La fin de carrière de Lattuada n'est pas réputée pour briller par sa subtilité et ce n'est pas la Cigala qui se poserait en contre-exemple avec une vulgarité dénuée de finesse : le duo (bientôt un trio) féminin sont des nymphomanes exhibant leur chair sans gêne, les camionneurs sont forcément tous obsédés et lubriques, les femmes ne tardent pas à rivaliser dans les jeux de séduction, y compris entre mère et fille... Le voyeurisme et le racolage ne sont vraiment pas loin et le style très télévisuel de l'ensemble comme l’interprétation ne font que renforcer le manque de sobriété et une écriture aux gros sabots.
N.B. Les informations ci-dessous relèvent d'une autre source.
//! Graphics device abstraction.
//!
//! The submission core never constructs a device; it is handed one that
//! implements [`GraphicsDevice`]. A device creates the three kinds of objects
//! the core needs and executes submitted work:
//!
//! - a timeline fence ([`DeviceFence`]) whose completed value the device advances
//! - command buffers ([`CommandRecorder`])
//! - resource-view heaps ([`DescriptorHeap`])
//!
//! # Overview
//!
//! ```text
//! CPU                                   device queue
//! ---                                   ------------
//! record slot 0 -> submit(cmd, fence, 1) -> runs, fence = 1
//! record slot 1 -> submit(cmd, fence, 2) -> runs, fence = 2
//! wait_for_value(1)  <------------------  (returns once fence >= 1)
//! record slot 0 ...
//! ```
//!
//! Implementations live in [`crate::headless`], [`crate::vulkan`] (feature
//! `vulkan`) and [`crate::testing`] (feature `testing`).

use std::sync::Arc;

use crate::command::CommandRecorder;
use crate::descriptor::{DescriptorHeap, DescriptorHeapDesc};
use crate::error::RhiResult;

/// A value on a device timeline fence. Only ever increases.
pub type FenceValue = u64;

/// A device-tracked monotonic counter.
pub trait DeviceFence: Send + Sync {
    /// The last value the device has reported complete.
    ///
    /// # Errors
    ///
    /// Returns [`RhiError::DeviceLost`](crate::RhiError::DeviceLost) when the
    /// device can no longer report progress.
    fn completed_value(&self) -> RhiResult<FenceValue>;

    /// Blocks the calling thread until the completed value reaches `value`.
    ///
    /// Returns immediately if it already has.
    ///
    /// # Errors
    ///
    /// Returns an error if the device is lost while waiting.
    fn wait_for_value(&self, value: FenceValue) -> RhiResult<()>;
}

impl<T: DeviceFence + ?Sized> DeviceFence for Arc<T> {
    #[inline]
    fn completed_value(&self) -> RhiResult<FenceValue> {
        (**self).completed_value()
    }

    #[inline]
    fn wait_for_value(&self, value: FenceValue) -> RhiResult<()> {
        (**self).wait_for_value(value)
    }
}

/// A device that can execute recorded command buffers.
///
/// # Thread Safety
///
/// Devices are shared through `Arc` between the frame thread and any thread
/// that records command buffers. `submit` and `signal` must be called in
/// frame order; the trait does not reorder work.
pub trait GraphicsDevice: Send + Sync + 'static {
    /// Timeline fence type.
    type Fence: DeviceFence;
    /// Command buffer type.
    type CommandBuffer: CommandRecorder;
    /// Resource-view heap type.
    type DescriptorHeap: DescriptorHeap;

    /// Human-readable device name for logging.
    fn name(&self) -> &str;

    /// Creates a fence whose completed value starts at `initial_value`.
    ///
    /// # Errors
    ///
    /// Returns an error if the device cannot create the fence.
    fn create_fence(&self, initial_value: FenceValue) -> RhiResult<Self::Fence>;

    /// Creates a command buffer in the initial (not recording) state.
    ///
    /// # Errors
    ///
    /// Returns an error if allocation fails.
    fn create_command_buffer(&self) -> RhiResult<Self::CommandBuffer>;

    /// Creates a resource-view heap.
    ///
    /// # Errors
    ///
    /// Returns an error if the heap cannot be allocated or the description
    /// asks for a shader-visible heap of a kind that cannot be one.
    fn create_descriptor_heap(&self, desc: &DescriptorHeapDesc) -> RhiResult<Self::DescriptorHeap>;

    /// Executes a closed command buffer and schedules `fence` to reach
    /// `signal_value` once it has finished.
    ///
    /// # Errors
    ///
    /// Any error is fatal for the frame; the caller must not retry.
    fn submit(
        &self,
        command_buffer: &Self::CommandBuffer,
        fence: &Self::Fence,
        signal_value: FenceValue,
    ) -> RhiResult<()>;

    /// Schedules `fence` to reach `value` after all previously submitted work,
    /// without executing anything.
    ///
    /// # Errors
    ///
    /// Returns an error if the device is lost.
    fn signal(&self, fence: &Self::Fence, value: FenceValue) -> RhiResult<()>;
}
//! Bounding volumes and view-frustum tests.
//!
//! # Overview
//!
//! - [`Aabb`] - axis-aligned box, re-fitted after transformation from its
//!   eight corners
//! - [`Plane`] - `normal · p + d = 0`, with the normal pointing inward
//! - [`Frustum`] - six planes extracted from a view-projection matrix
//!
//! The box/plane test keeps a box unless it lies entirely on the negative
//! side of a plane:
//!
//! ```text
//! d = dot(n, center) + plane_d
//! r = dot(half_extents, abs(n))
//! keep if d >= -r
//! ```
//!
//! # Example
//!
//! ```
//! use glam::{Mat4, Vec3};
//! use kiln_scene::bounds::{Aabb, Frustum};
//!
//! let view = Mat4::look_at_rh(Vec3::new(0.0, 0.0, 5.0), Vec3::ZERO, Vec3::Y);
//! let proj = Mat4::perspective_rh(60_f32.to_radians(), 1.0, 0.1, 100.0);
//! let frustum = Frustum::from_view_projection(&(proj * view));
//!
//! assert!(frustum.intersects(&Aabb::new(Vec3::splat(-1.0), Vec3::splat(1.0))));
//! assert!(!frustum.intersects(&Aabb::new(Vec3::new(-1.0, -1.0, 8.0), Vec3::new(1.0, 1.0, 9.0))));
//! ```

use glam::{Mat4, Vec3, Vec4};

/// Axis-aligned bounding box.
#[derive(Clone, Copy, Debug, PartialEq)]
pub struct Aabb {
    /// Minimum corner.
    pub min: Vec3,
    /// Maximum corner.
    pub max: Vec3,
}

impl Aabb {
    /// A box that contains nothing; growing it by a point yields that point.
    pub const EMPTY: Aabb = Aabb {
        min: Vec3::splat(f32::MAX),
        max: Vec3::splat(f32::MIN),
    };

    /// Creates a box from its corners.
    pub fn new(min: Vec3, max: Vec3) -> Self {
        Self { min, max }
    }

    /// A box centered on `center` extending `half_extents` each way.
    pub fn from_center_half_extents(center: Vec3, half_extents: Vec3) -> Self {
        Self::new(center - half_extents, center + half_extents)
    }

    /// The smallest box containing every point, or [`Aabb::EMPTY`].
    pub fn from_points(points: impl IntoIterator<Item = Vec3>) -> Self {
        points.into_iter().fold(Self::EMPTY, |mut aabb, point| {
            aabb.grow(point);
            aabb
        })
    }

    /// Extends the box to contain `point`.
    pub fn grow(&mut self, point: Vec3) {
        self.min = self.min.min(point);
        self.max = self.max.max(point);
    }

    /// The smallest box containing both boxes.
    pub fn union(&self, other: &Aabb) -> Aabb {
        Aabb::new(self.min.min(other.min), self.max.max(other.max))
    }

    /// Whether the box contains no points.
    pub fn is_empty(&self) -> bool {
        self.min.cmpgt(self.max).any()
    }

    /// Center point.
    #[inline]
    pub fn center(&self) -> Vec3 {
        (self.min + self.max) * 0.5
    }

    /// Half the size along each axis.
    #[inline]
    pub fn half_extents(&self) -> Vec3 {
        (self.max - self.min) * 0.5
    }

    /// The eight corners.
    pub fn corners(&self) -> [Vec3; 8] {
        let (min, max) = (self.min, self.max);
        [
            Vec3::new(min.x, min.y, min.z),
            Vec3::new(max.x, min.y, min.z),
            Vec3::new(min.x, max.y, min.z),
            Vec3::new(max.x, max.y, min.z),
            Vec3::new(min.x, min.y, max.z),
            Vec3::new(max.x, min.y, max.z),
            Vec3::new(min.x, max.y, max.z),
            Vec3::new(max.x, max.y, max.z),
        ]
    }

    /// The box enclosing this one after `matrix` is applied.
    pub fn transformed(&self, matrix: &Mat4) -> Aabb {
        if self.is_empty() {
            return *self;
        }
        Aabb::from_points(
            self.corners()
                .into_iter()
                .map(|corner| matrix.transform_point3(corner)),
        )
    }
}

/// A plane `normal · p + d = 0`.
#[derive(Clone, Copy, Debug, PartialEq)]
pub struct Plane {
    /// Unit normal, pointing to the inside.
    pub normal: Vec3,
    /// Distance term.
    pub d: f32,
}

impl Plane {
    /// Creates a plane from a normal and distance term.
    pub fn new(normal: Vec3, d: f32) -> Self {
        Self { normal, d }
    }

    /// Builds a unit-normal plane from `(a, b, c, d)` coefficients.
    pub fn from_coefficients(coefficients: Vec4) -> Self {
        let normal = coefficients.truncate();
        let length = normal.length();
        if length > 0.0 {
            Self::new(normal / length, coefficients.w / length)
        } else {
            Self::new(normal, coefficients.w)
        }
    }

    /// Signed distance from the plane; positive on the inside.
    #[inline]
    pub fn signed_distance(&self, point: Vec3) -> f32 {
        self.normal.dot(point) + self.d
    }

    /// Whether any part of `aabb` lies on the inside of the plane.
    pub fn intersects_or_inside(&self, aabb: &Aabb) -> bool {
        let distance = self.signed_distance(aabb.center());
        let radius = aabb.half_extents().dot(self.normal.abs());
        distance >= -radius
    }
}

/// Index of each plane in [`Frustum::planes`].
#[derive(Clone, Copy, Debug, PartialEq, Eq)]
pub enum FrustumPlane {
    Left = 0,
    Right = 1,
    Bottom = 2,
    Top = 3,
    Near = 4,
    Far = 5,
}

/// Six inward-facing planes bounding the visible volume.
#[derive(Clone, Copy, Debug, PartialEq)]
pub struct Frustum {
    /// Planes in [`FrustumPlane`] order.
    pub planes: [Plane; 6],
}

impl Frustum {
    /// Extracts the frustum from a view-projection matrix.
    ///
    /// Expects column vectors (`clip = m * world`) and clip-space depth in
    /// `[0, 1]`, which is what `glam`'s `*_rh` projections produce. A flipped
    /// Y axis only swaps the bottom and top planes.
    pub fn from_view_projection(m: &Mat4) -> Self {
        let (r0, r1, r2, r3) = (m.row(0), m.row(1), m.row(2), m.row(3));
        Self {
            planes: [
                Plane::from_coefficients(r3 + r0),
                Plane::from_coefficients(r3 - r0),
                Plane::from_coefficients(r3 + r1),
                Plane::from_coefficients(r3 - r1),
                Plane::from_coefficients(r2),
                Plane::from_coefficients(r3 - r2),
            ],
        }
    }

    /// The plane at `which`.
    #[inline]
    pub fn plane(&self, which: FrustumPlane) -> &Plane {
        &self.planes[which as usize]
    }

    /// Whether `aabb` is at least partly inside all six planes.
    pub fn intersects(&self, aabb: &Aabb) -> bool {
        self.planes
            .iter()
            .all(|plane| plane.intersects_or_inside(aabb))
    }

    /// Whether `point` is inside all six planes.
    pub fn contains_point(&self, point: Vec3) -> bool {
        self.planes
            .iter()
            .all(|plane| plane.signed_distance(point) >= 0.0)
    }
}

#[cfg(test)]
mod tests {
    use approx::assert_relative_eq;

    use super::*;

    fn test_frustum() -> Frustum {
        let view = Mat4::look_at_rh(Vec3::new(0.0, 0.0, 5.0), Vec3::ZERO, Vec3::Y);
        let proj = Mat4::perspective_rh(90_f32.to_radians(), 1.0, 0.1, 50.0);
        Frustum::from_view_projection(&(proj * view))
    }

    fn unit_box_at(center: Vec3) -> Aabb {
        Aabb::from_center_half_extents(center, Vec3::splat(0.5))
    }

    #[test]
    fn test_from_points() {
        let aabb = Aabb::from_points([
            Vec3::new(1.0, -2.0, 0.0),
            Vec3::new(-1.0, 3.0, 4.0),
            Vec3::new(0.0, 0.0, -4.0),
        ]);
        assert_eq!(aabb.min, Vec3::new(-1.0, -2.0, -4.0));
        assert_eq!(aabb.max, Vec3::new(1.0, 3.0, 4.0));
        assert!(Aabb::from_points([]).is_empty());
    }

    #[test]
    fn test_transformed_refits_rotated_box() {
        let aabb = Aabb::new(Vec3::new(-1.0, -1.0, -1.0), Vec3::new(1.0, 1.0, 1.0));
        let rotated = aabb.transformed(&Mat4::from_rotation_y(45_f32.to_radians()));
        let expected = 2.0_f32.sqrt();
        assert_relative_eq!(rotated.max.x, expected, epsilon = 1e-5);
        assert_relative_eq!(rotated.min.z, -expected, epsilon = 1e-5);
        assert_relative_eq!(rotated.max.y, 1.0, epsilon = 1e-5);
    }

    #[test]
    fn test_transformed_translates() {
        let aabb = unit_box_at(Vec3::ZERO);
        let moved = aabb.transformed(&Mat4::from_translation(Vec3::new(10.0, 0.0, 0.0)));
        assert_relative_eq!(moved.center().x, 10.0);
        assert_relative_eq!(moved.half_extents().x, 0.5);
    }

    #[test]
    fn test_planes_are_normalized() {
        for plane in test_frustum().planes {
            assert_relative_eq!(plane.normal.length(), 1.0, epsilon = 1e-5);
        }
    }

    #[test]
    fn test_plane_box_straddling() {
        let plane = Plane::new(Vec3::X, 0.0);
        assert!(plane.intersects_or_inside(&unit_box_at(Vec3::new(0.2, 0.0, 0.0))));
        assert!(plane.intersects_or_inside(&unit_box_at(Vec3::new(-0.4, 0.0, 0.0))));
        assert!(!plane.intersects_or_inside(&unit_box_at(Vec3::new(-0.6, 0.0, 0.0))));
    }

    #[test]
    fn test_frustum_keeps_visible_box() {
        assert!(test_frustum().intersects(&unit_box_at(Vec3::ZERO)));
    }

    #[test]
    fn test_frustum_culls_box_behind_camera() {
        assert!(!test_frustum().intersects(&unit_box_at(Vec3::new(0.0, 0.0, 8.0))));
    }

    #[test]
    fn test_frustum_culls_box_beyond_far_plane() {
        assert!(!test_frustum().intersects(&unit_box_at(Vec3::new(0.0, 0.0, -60.0))));
    }

    #[test]
    fn test_frustum_culls_box_to_the_side() {
        // At distance 5 the 90 degree frustum spans x in [-5, 5].
        assert!(!test_frustum().intersects(&unit_box_at(Vec3::new(7.0, 0.0, 0.0))));
        assert!(test_frustum().intersects(&unit_box_at(Vec3::new(5.2, 0.0, 0.0))));
    }

    #[test]
    fn test_plane_order() {
        let frustum = test_frustum();
        // Camera looks down -Z, so the near plane faces -Z.
        assert!(frustum.plane(FrustumPlane::Near).normal.z < -0.99);
        assert!(frustum.plane(FrustumPlane::Far).normal.z > 0.99);
        assert!(frustum.plane(FrustumPlane::Left).normal.x > 0.0);
        assert!(frustum.plane(FrustumPlane::Right).normal.x < 0.0);
    }

    #[test]
    fn test_contains_point() {
        let frustum = test_frustum();
        assert!(frustum.contains_point(Vec3::ZERO));
        assert!(!frustum.contains_point(Vec3::new(0.0, 0.0, 6.0)));
    }
}
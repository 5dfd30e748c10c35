//! Physical device (GPU) selection.
//!
//! A GPU qualifies when it:
//! 1. Has a queue family with graphics support
//! 2. Reports Vulkan 1.2 or newer
//! 3. Supports the `timelineSemaphore` and `bufferDeviceAddress` features
//!
//! Qualifying GPUs are scored, discrete GPUs first, and the best one wins.

use std::ffi::CStr;

use ash::vk;
use tracing::{debug, info, warn};

use crate::error::RhiError;

/// Information about the selected GPU.
#[derive(Clone)]
pub struct PhysicalDeviceInfo {
    /// Vulkan physical device handle.
    pub device: vk::PhysicalDevice,
    /// Device properties (name, limits, API version, etc.).
    pub properties: vk::PhysicalDeviceProperties,
    /// Memory properties (heap sizes, memory types).
    pub memory_properties: vk::PhysicalDeviceMemoryProperties,
    /// Queue family used for graphics submissions.
    pub graphics_family: u32,
}

impl PhysicalDeviceInfo {
    /// Returns the device name as a string.
    pub fn device_name(&self) -> &str {
        unsafe {
            CStr::from_ptr(self.properties.device_name.as_ptr())
                .to_str()
                .unwrap_or("Unknown Device")
        }
    }

    /// Returns a human-readable string for the device type.
    pub fn device_type_name(&self) -> &'static str {
        match self.properties.device_type {
            vk::PhysicalDeviceType::DISCRETE_GPU => "Discrete GPU",
            vk::PhysicalDeviceType::INTEGRATED_GPU => "Integrated GPU",
            vk::PhysicalDeviceType::VIRTUAL_GPU => "Virtual GPU",
            vk::PhysicalDeviceType::CPU => "CPU",
            _ => "Other",
        }
    }

    /// Returns the Vulkan API version supported by the device.
    pub fn api_version(&self) -> (u32, u32, u32) {
        let version = self.properties.api_version;
        (
            vk::api_version_major(version),
            vk::api_version_minor(version),
            vk::api_version_patch(version),
        )
    }

    /// Returns the total device local memory in bytes.
    pub fn device_local_memory(&self) -> u64 {
        self.memory_properties
            .memory_heaps
            .iter()
            .take(self.memory_properties.memory_heap_count as usize)
            .filter(|heap| heap.flags.contains(vk::MemoryHeapFlags::DEVICE_LOCAL))
            .map(|heap| heap.size)
            .sum()
    }
}

impl std::fmt::Debug for PhysicalDeviceInfo {
    fn fmt(&self, f: &mut std::fmt::Formatter<'_>) -> std::fmt::Result {
        let (major, minor, patch) = self.api_version();
        f.debug_struct("PhysicalDeviceInfo")
            .field("name", &self.device_name())
            .field("type", &self.device_type_name())
            .field("api_version", &format!("{}.{}.{}", major, minor, patch))
            .field("graphics_family", &self.graphics_family)
            .finish()
    }
}

/// Selects the most suitable GPU for offscreen submission.
///
/// # Errors
///
/// Returns [`RhiError::NoSuitableGpu`] if no GPU meets the requirements.
pub fn select_physical_device(instance: &ash::Instance) -> Result<PhysicalDeviceInfo, RhiError> {
    let devices = unsafe { instance.enumerate_physical_devices()? };

    if devices.is_empty() {
        warn!("No Vulkan-capable GPUs found");
        return Err(RhiError::NoSuitableGpu);
    }

    info!("Found {} GPU(s)", devices.len());

    let selected = devices
        .into_iter()
        .filter_map(|device| check_device_suitability(instance, device))
        .map(|info| {
            let score = rate_device(&info);
            debug!(
                "GPU '{}' ({}) - Score: {}",
                info.device_name(),
                info.device_type_name(),
                score
            );
            (info, score)
        })
        .max_by_key(|(_, score)| *score);

    let Some((selected, score)) = selected else {
        warn!("No GPU supports timeline semaphores and buffer device addresses");
        return Err(RhiError::NoSuitableGpu);
    };

    let (major, minor, patch) = selected.api_version();
    info!(
        "Selected GPU: '{}' ({}) - Vulkan {}.{}.{}, Score: {}",
        selected.device_name(),
        selected.device_type_name(),
        major,
        minor,
        patch,
        score
    );

    Ok(selected)
}

fn check_device_suitability(
    instance: &ash::Instance,
    device: vk::PhysicalDevice,
) -> Option<PhysicalDeviceInfo> {
    let properties = unsafe { instance.get_physical_device_properties(device) };
    let memory_properties = unsafe { instance.get_physical_device_memory_properties(device) };
    let device_name = unsafe {
        CStr::from_ptr(properties.device_name.as_ptr())
            .to_str()
            .unwrap_or("Unknown")
    };

    if vk::api_version_major(properties.api_version) == 1
        && vk::api_version_minor(properties.api_version) < 2
    {
        debug!("GPU '{}' skipped: Vulkan 1.2 not supported", device_name);
        return None;
    }

    let Some(graphics_family) = find_graphics_family(instance, device) else {
        debug!("GPU '{}' skipped: no graphics queue family", device_name);
        return None;
    };

    let mut features_1_2 = vk::PhysicalDeviceVulkan12Features::default();
    {
        let mut features = vk::PhysicalDeviceFeatures2::default().push_next(&mut features_1_2);
        unsafe { instance.get_physical_device_features2(device, &mut features) };
    }

    if features_1_2.timeline_semaphore == vk::FALSE {
        debug!("GPU '{}' skipped: timeline semaphores not supported", device_name);
        return None;
    }
    if features_1_2.buffer_device_address == vk::FALSE {
        debug!("GPU '{}' skipped: buffer device address not supported", device_name);
        return None;
    }

    Some(PhysicalDeviceInfo {
        device,
        properties,
        memory_properties,
        graphics_family,
    })
}

fn find_graphics_family(instance: &ash::Instance, device: vk::PhysicalDevice) -> Option<u32> {
    let families = unsafe { instance.get_physical_device_queue_family_properties(device) };
    families
        .iter()
        .position(|family| {
            family.queue_count > 0 && family.queue_flags.contains(vk::QueueFlags::GRAPHICS)
        })
        .map(|index| index as u32)
}

/// Scores a GPU; higher is better.
pub fn rate_device(info: &PhysicalDeviceInfo) -> u32 {
    let type_score = match info.properties.device_type {
        vk::PhysicalDeviceType::DISCRETE_GPU => 10_000,
        vk::PhysicalDeviceType::INTEGRATED_GPU => 1_000,
        vk::PhysicalDeviceType::VIRTUAL_GPU => 500,
        vk::PhysicalDeviceType::CPU => 100,
        _ => 0,
    };

    // One point per GiB of device-local memory, capped.
    let memory_score = (info.device_local_memory() / (1024 * 1024 * 1024)).min(64) as u32;

    type_score + memory_score
}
Le dernier acte est particulièrement décevant et n'évite pas le ridicule au lieu de la tragédie grecque voulue (l'époux a pour surnom Ulysse et le sous-texte freudien est évident). Si la relation triangulaire entre la mère, sa fille-adoptive et sa vraie fille ne manque pas d'intérêt sur le papier, le traitement laisse franchement à désirer.
En revanche, Lattuada est comme souvent plus à l'aise quant il s'attarde surtout sur un personnage féminin et enregistre ses fragilités et ses doutes. Ici, c'est Virna Lisi dans le rôle de la chanteuse déchue qui donne ses meilleurs moments à la Cigala. Rôle très courageux, qu'on s'imagine presque auto-biographique, que celui de cette ancienne gloire qui semble n'exister que pour perpétuer les fantasmes qu'elle pouvait créer quelques années plus tôt. Elle apparait cernée, ridée, le visage bouffi, les traits fatigués, se sentant obligée d'alimenter son image sexuée pour mieux se rassurer.
Les séquences mélancoliques et amères où Verni est confrontée aux affres du temps distillent un malaise et et un vrai sentiment de voyeurisme autrement plus pertinent que les corps à demi-dénudés de ses 2 jeunes actrices.